People with Waardenburg Syndrome, who were generously endowed by genetics (16 photos)

In today's world, everyone wants to stand out, to be noticed. However, the heroes of our selection do not need this, because their nature "rewarded" features with births.





The heroes of our selection are people with Waardenburg Syndrome. This is a hereditary genetic disease.





People with Waardenburg Syndrome look special, they have the following distinguishing features:



Lateral displacement of the inner corner of the eye.

Heterochromia of the iris, a gray strand above the forehead.

Congenital hearing loss of varying degrees.

But if a person has no other pathologies, then in fact the syndrome does not pose a threat to life. Hearing loss and other symptoms are resolved with the attending physician. The patient's life is not in danger, and the disease is usually not is progressing.

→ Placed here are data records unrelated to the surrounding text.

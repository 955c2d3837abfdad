use gdal::{Dataset, errors::GdalError as GdalCrateError};
use std::path::Path;
use thiserror::Error;

/// Errors encountered when probing a raster with GDAL
#[derive(Debug, Error)]
pub enum ProbeError {
    #[error("GDAL error: {0}")]
    Gdal(#[from] GdalCrateError),
    #[error("No raster bands found in {0}")]
    NoBands(String),
}

/// Shape and georeferencing summary of a raster written by the engine
#[derive(Debug, Clone)]
pub struct RasterProbe {
    /// GDAL driver short name (e.g. "PCIDSK", "GTiff")
    pub driver: String,
    pub size_x: usize,
    pub size_y: usize,
    pub bands: usize,
    /// Projection as EPSG:XXXX when an authority code is present, WKT otherwise
    pub projection: String,
}

// Helper to extract EPSG code from WKT authority tag
fn parse_epsg(wkt: &str) -> Option<String> {
    const KEY: &str = "AUTHORITY[\"EPSG\",\"";
    let start = wkt.rfind(KEY)? + KEY.len();
    let end = wkt[start..].find('"')?;
    Some(format!("EPSG:{}", &wkt[start..start + end]))
}

/// Open a raster read-only and summarise it
pub fn probe<P: AsRef<Path>>(path: P) -> Result<RasterProbe, ProbeError> {
    let path = path.as_ref();
    let dataset = Dataset::open(path)?;
    let (size_x, size_y) = dataset.raster_size();
    let bands = dataset.raster_count() as usize;
    if bands == 0 {
        return Err(ProbeError::NoBands(path.display().to_string()));
    }
    let proj = dataset.projection();
    let projection = parse_epsg(&proj).unwrap_or(proj);
    Ok(RasterProbe {
        driver: dataset.driver().short_name(),
        size_x: size_x as usize,
        size_y: size_y as usize,
        bands,
        projection,
    })
}

#[cfg(test)]
mod tests {
    use super::*;

    #[test]
    fn epsg_code_is_taken_from_last_authority() {
        let wkt = r#"PROJCS["WGS 84 / UTM zone 9N",GEOGCS["WGS 84",AUTHORITY["EPSG","4326"]],AUTHORITY["EPSG","32609"]]"#;
        assert_eq!(parse_epsg(wkt).as_deref(), Some("EPSG:32609"));
    }

    #[test]
    fn wkt_without_authority_has_no_code() {
        assert_eq!(parse_epsg("LOCAL_CS[\"arbitrary\"]"), None);
    }

    #[test]
    fn probing_a_missing_file_fails() {
        assert!(probe("/definitely/not/here.tif").is_err());
    }
}
//! File naming rules for pipeline products.
//!
//! All names are pure functions of their inputs. Derived correction products
//! keep the full stem of the imported tile, so `tile1` and `tile10` map to
//! distinct files regardless of stem length.
use std::path::{Path, PathBuf};

use crate::core::params::SourceParams;
use crate::io::sentinel2::TileSource;
use crate::types::RasterFormat;

pub const TILE_PREFIX: &str = "tile";
pub const HAZE_REMOVED_SUFFIX: &str = "_hzrm";
pub const CORRECTED_SUFFIX: &str = "_atcor";

/// `pix/tile<index>.<ext>`
pub fn imported_tile_path(pix_dir: &Path, index: usize, format: RasterFormat) -> PathBuf {
    pix_dir.join(format!("{}{}.{}", TILE_PREFIX, index, format.extension()))
}

/// Engine reference to a tile: descriptor path plus the band-resolution qualifier
pub fn source_descriptor(tile: &TileSource, source: &SourceParams) -> String {
    format!("{}?{}", tile.descriptor.display(), source.qualifier())
}

/// Sibling of `path` named `<stem><suffix>.<ext>`
pub fn derived_path(path: &Path, suffix: &str, format: RasterFormat) -> PathBuf {
    let stem = path
        .file_stem()
        .map(|s| s.to_string_lossy().into_owned())
        .unwrap_or_default();
    path.with_file_name(format!("{}{}.{}", stem, suffix, format.extension()))
}

/// Intermediate and final names of one tile's correction chain
#[derive(Debug, Clone, PartialEq, Eq)]
pub struct CorrectionNames {
    pub haze_removed: PathBuf,
    /// Atmospheric correction output, written next to the imported tile
    pub corrected: PathBuf,
}

impl CorrectionNames {
    pub fn for_tile(imported: &Path, format: RasterFormat) -> Self {
        Self {
            haze_removed: derived_path(imported, HAZE_REMOVED_SUFFIX, format),
            corrected: derived_path(imported, CORRECTED_SUFFIX, format),
        }
    }

    /// Location of the corrected file once moved into `corrected_dir`
    pub fn relocated(&self, corrected_dir: &Path) -> PathBuf {
        match self.corrected.file_name() {
            Some(name) => corrected_dir.join(name),
            None => corrected_dir.to_path_buf(),
        }
    }
}

#[cfg(test)]
mod tests {
    use super::*;
    use std::collections::HashSet;

    #[test]
    fn imported_tiles_are_zero_based() {
        let pix = Path::new("/ws/pix");
        assert_eq!(
            imported_tile_path(pix, 0, RasterFormat::Pix),
            PathBuf::from("/ws/pix/tile0.pix")
        );
        assert_eq!(
            imported_tile_path(pix, 12, RasterFormat::Pix),
            PathBuf::from("/ws/pix/tile12.pix")
        );
    }

    #[test]
    fn correction_names_use_suffixes() {
        let names = CorrectionNames::for_tile(Path::new("/ws/pix/tile0.pix"), RasterFormat::Pix);
        assert_eq!(names.haze_removed, PathBuf::from("/ws/pix/tile0_hzrm.pix"));
        assert_eq!(names.corrected, PathBuf::from("/ws/pix/tile0_atcor.pix"));
        assert_eq!(
            names.relocated(Path::new("/ws/corrected")),
            PathBuf::from("/ws/corrected/tile0_atcor.pix")
        );
    }

    #[test]
    fn double_digit_tiles_do_not_collide_with_single_digit() {
        let pix = Path::new("pix");
        let one = CorrectionNames::for_tile(&imported_tile_path(pix, 1, RasterFormat::Pix), RasterFormat::Pix);
        let ten = CorrectionNames::for_tile(&imported_tile_path(pix, 10, RasterFormat::Pix), RasterFormat::Pix);
        assert_ne!(one.haze_removed, ten.haze_removed);
        assert_ne!(one.corrected, ten.corrected);
    }

    #[test]
    fn short_stems_are_kept_whole() {
        let names = CorrectionNames::for_tile(Path::new("t1.pix"), RasterFormat::Pix);
        assert_eq!(names.haze_removed, PathBuf::from("t1_hzrm.pix"));
        assert_eq!(names.corrected, PathBuf::from("t1_atcor.pix"));
    }

    #[test]
    fn names_are_unique_across_many_tiles() {
        let pix = Path::new("pix");
        let mut seen = HashSet::new();
        for i in 0..250 {
            let imported = imported_tile_path(pix, i, RasterFormat::Pix);
            let names = CorrectionNames::for_tile(&imported, RasterFormat::Pix);
            assert!(seen.insert(imported));
            assert!(seen.insert(names.haze_removed));
            assert!(seen.insert(names.corrected));
        }
    }

    #[test]
    fn naming_is_deterministic() {
        let a = CorrectionNames::for_tile(Path::new("pix/tile3.pix"), RasterFormat::Pix);
        let b = CorrectionNames::for_tile(Path::new("pix/tile3.pix"), RasterFormat::Pix);
        assert_eq!(a, b);
    }

    #[test]
    fn descriptor_carries_resolution_qualifier() {
        let tile = TileSource::new(PathBuf::from("/ws/input/T09UXQ"), "MTD_MSIL1C.xml");
        assert_eq!(
            source_descriptor(&tile, &SourceParams::default()),
            "/ws/input/T09UXQ/MTD_MSIL1C.xml?r=%3ABand+Resolution%3A10M"
        );
    }
}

Sometimes there is also pigmentation.






Usually a child inherits the disease from one of the parents, but spontaneous mutations are also possible.



Occurs in 1 case out of 50,000.








Public awareness of this syndrome is growing every year. year, because people are not criticized for their appearance. People They try to emphasize their features, not hide them.



For the first time, the symptom complex characteristic of this disease was described by the Dutch ophthalmologist P. Waardenburg in 1951.






The appearance is also characterized by fused eyebrows.



Have you met such people in your life?